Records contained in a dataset
------------------------------------------------------------------------

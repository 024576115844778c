//! Port traits abstracting all I/O away from the pipeline.

use crate::load::LoadedPass;
use camino::Utf8Path;

/// Source of analysis passes.
pub trait PassSource {
    fn load_passes(&self) -> anyhow::Result<Vec<LoadedPass>>;
}

/// File-system read and write operations.
pub trait WritePort {
    fn read_file(&self, path: &Utf8Path) -> anyhow::Result<Option<String>>;
    fn write_file(&self, path: &Utf8Path, contents: &[u8]) -> anyhow::Result<()>;
    fn create_dir_all(&self, path: &Utf8Path) -> anyhow::Result<()>;
}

------------------------------------------------------------------------

▶ [WHAT IS REQUIRED]
The range begins at the line containing "and write operations." and ends at the last line of the entries; reproduce it exactly.

▶ [TASK RESULT]
/// File-system read and write operations.
pub trait WritePort {
    fn read_file(&self, path: &Utf8Path) -> anyhow::Result<Option<String>>;
    fn write_file(&self, path: &Utf8Path, contents: &[u8]) -> anyhow::Result<()>;
    fn create_dir_all(&self, path: &Utf8Path) -> anyhow::Result<()>;
}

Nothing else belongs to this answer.